Pfizer’s efficacy estimate, Moffitt said, was particularly unreliable because there were so few cases of the virus among trial participants after the third dose.
“We’re going to need to wait and be patient to understand the true effectiveness of each of these vaccines,” she said.
But given that Pfizer-BioNTech’s vaccine has been authorized for children 5 and older for many months, Moffitt said some parents might feel more comfortable with that vaccine.
New York Times
German health official urges indoor masking
BERLIN — Germany’s health minister urged residents and visitors to wear face masks indoors to protect themselves and others from the coronavirus, but he acknowledged that current data doesn’t justify making mask use a legal requirement.
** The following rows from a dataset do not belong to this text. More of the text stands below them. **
#[derive(Clone, Debug, Default, Deserialize, Serialize)]
#[serde(default)]
pub struct Info {
    #[serde(skip_serializing_if = "Option::is_none")]
    pub title: Option<String>,
    #[serde(skip_serializing_if = "Option::is_none")]
    pub description: Option<String>,
    #[serde(skip_serializing_if = "Option::is_none")]
    pub version: Option<String>,
    #[serde(flatten)]
    pub extensions: IndexMap<String, serde_json::Value>,
}

/// Operation definitions for a single path.
#[derive(Clone, Debug, Default, Deserialize, Serialize)]
#[serde(default)]
pub struct PathItem {
    #[serde(skip_serializing_if = "Option::is_none")]
    pub get: Option<Operation>,
    #[serde(skip_serializing_if = "Option::is_none")]
    pub put: Option<Operation>,
    #[serde(skip_serializing_if = "Option::is_none")]
    pub post: Option<Operation>,
    #[serde(skip_serializing_if = "Option::is_none")]
    pub delete: Option<Operation>,
    #[serde(skip_serializing_if = "Option::is_none")]
    pub options: Option<Operation>,
    #[serde(skip_serializing_if = "Option::is_none")]
    pub head: Option<Operation>,
    #[serde(skip_serializing_if = "Option::is_none")]
    pub patch: Option<Operation>,
    #[serde(skip_serializing_if = "Option::is_none")]
    pub trace: Option<Operation>,
    /// Parameters shared by every operation on this path.
    #[serde(skip_serializing_if = "Vec::is_empty")]
    pub parameters: Vec<RefOrParameter>,
    #[serde(flatten)]
    pub extensions: IndexMap<String, serde_json::Value>,
}

#[derive(Clone, Copy, Debug, Eq, Hash, PartialEq)]
pub enum Method {
    Get,
    Put,
    Post,
    Delete,
    Options,
    Head,
    Patch,
    Trace,
}

impl PathItem {
    /// Returns an iterator over the operations for each HTTP method.
    pub fn operations(&self) -> impl Iterator<Item = (Method, &Operation)> {
        [
            (Method::Get, self.get.as_ref()),
            (Method::Put, self.put.as_ref()),
            (Method::Post, self.post.as_ref()),
            (Method::Delete, self.delete.as_ref()),
            (Method::Options, self.options.as_ref()),
            (Method::Head, self.head.as_ref()),
            (Method::Patch, self.patch.as_ref()),
            (Method::Trace, self.trace.as_ref()),
        ]
        .into_iter()
        .filter_map(|(method, op)| op.map(|o| (method, o)))
    }

    pub fn operations_mut(&mut self) -> impl Iterator<Item = (Method, &mut Operation)> {
        [
            (Method::Get, self.get.as_mut()),
            (Method::Put, self.put.as_mut()),
            (Method::Post, self.post.as_mut()),
            (Method::Delete, self.delete.as_mut()),
            (Method::Options, self.options.as_mut()),
            (Method::Head, self.head.as_mut()),
            (Method::Patch, self.patch.as_mut()),
            (Method::Trace, self.trace.as_mut()),
        ]
        .into_iter()
        .filter_map(|(method, op)| op.map(|o| (method, o)))
    }
}

/// An HTTP operation.
#[derive(Clone, Debug, Default, Deserialize, Serialize)]
#[serde(default, rename_all = "camelCase")]
pub struct Operation {
    #[serde(skip_serializing_if = "Vec::is_empty")]
    pub parameters: Vec<RefOrParameter>,
    #[serde(skip_serializing_if = "Option::is_none")]
    pub request_body: Option<RefOrRequestBody>,
    #[serde(skip_serializing_if = "IndexMap::is_empty")]
    pub responses: IndexMap<String, RefOrResponse>,
    /// Out-of-band requests this operation may trigger, keyed by callback
    /// name, then by runtime expression.
    #[serde(skip_serializing_if = "Option::is_none")]
    pub callbacks: Option<IndexMap<String, RefOrCallback>>,
    #[serde(flatten)]
    pub extensions: IndexMap<String, serde_json::Value>,
}

/// A request parameter. Covers both styles: 3.x `schema`/`content`
/// parameters, and 2.x body parameters (`in: body` with a `schema`).
#[derive(Clone, Debug, Default, Deserialize, Serialize)]
#[serde(default)]
pub struct Parameter {
    #[serde(skip_serializing_if = "Option::is_none")]
    pub name: Option<String>,
    #[serde(rename = "in", skip_serializing_if = "Option::is_none")]
    pub location: Option<String>,
    #[serde(skip_serializing_if = "Option::is_none")]
    pub schema: Option<Box<Schema>>,
    #[serde(skip_serializing_if = "Option::is_none")]
    pub content: Option<IndexMap<String, MediaType>>,
    #[serde(flatten)]
    pub extensions: IndexMap<String, serde_json::Value>,
}

/// A request body definition.
#[derive(Clone, Debug, Default, Deserialize, Serialize)]
#[serde(default)]
pub struct RequestBody {
    #[serde(skip_serializing_if = "Option::is_none")]
    pub content: Option<IndexMap<String, MediaType>>,
    #[serde(flatten)]
    pub extensions: IndexMap<String, serde_json::Value>,
}

/// A response definition. 2.x puts the body schema directly on the
/// response; 3.x nests schemas under `content` media types.
#[derive(Clone, Debug, Default, Deserialize, Serialize)]
#[serde(default)]
pub struct Response {
    #[serde(skip_serializing_if = "Option::is_none")]
    pub schema: Option<Box<Schema>>,
    #[serde(skip_serializing_if = "Option::is_none")]
    pub content: Option<IndexMap<String, MediaType>>,
    #[serde(skip_serializing_if = "Option::is_none")]
    pub headers: Option<IndexMap<String, RefOrHeader>>,
    #[serde(flatten)]
    pub extensions: IndexMap<String, serde_json::Value>,
}

/// A response header definition.
#[derive(Clone, Debug, Default, Deserialize, Serialize)]
#[serde(default)]
pub struct Header {
    #[serde(skip_serializing_if = "Option::is_none")]
    pub schema: Option<Box<Schema>>,
    #[serde(skip_serializing_if = "Option::is_none")]
    pub content: Option<IndexMap<String, MediaType>>,
    #[serde(flatten)]
    pub extensions: IndexMap<String, serde_json::Value>,
}

/// Media type content.
#[derive(Clone, Debug, Default, Deserialize, Serialize)]
#[serde(default)]
pub struct MediaType {
    #[serde(skip_serializing_if = "Option::is_none")]
    pub schema: Option<Box<Schema>>,
    #[serde(flatten)]
    pub extensions: IndexMap<String, serde_json::Value>,
}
An indoor mask mandate largely lapsed across Germany this spring, with the requirement remaining for places such as hospitals and care homes. The libertarian Free Democratic Party, which is part of the country’s governing coalition, has been particularly vocal in pressing for an end to COVID-19 measures.
German Health Minister Karl Lauterbach, an epidemiologist by training, said Germany was experiencing an expected increase in cases that amounted to a “summer wave.” The country has recently reported between 50 and 130 coronavirus-related deaths a day, according to official figures.
“I ask those who want to protect themselves or others to wear masks indoors,” Lauterbach, a member of the Social Democrats, told reporters in Berlin, noting that cases could continue rising over the coming months. “Voluntarily wearing masks needs to be a normality indoors.”
The dominant variant circulating in Germany is comparatively mild, and many residents are vaccinated or have recovered from COVID-19, meaning they are less at risk of serious illness, the health minister said.
“There is no need to to panic,’’ he said.
Lauterbach said the government was working on obtaining a broad supply of vaccines for the fall that would respond to all the main variants.
Citizens who are at risk, or who want to avoid endangering others, should consider getting a second booster shot, he added.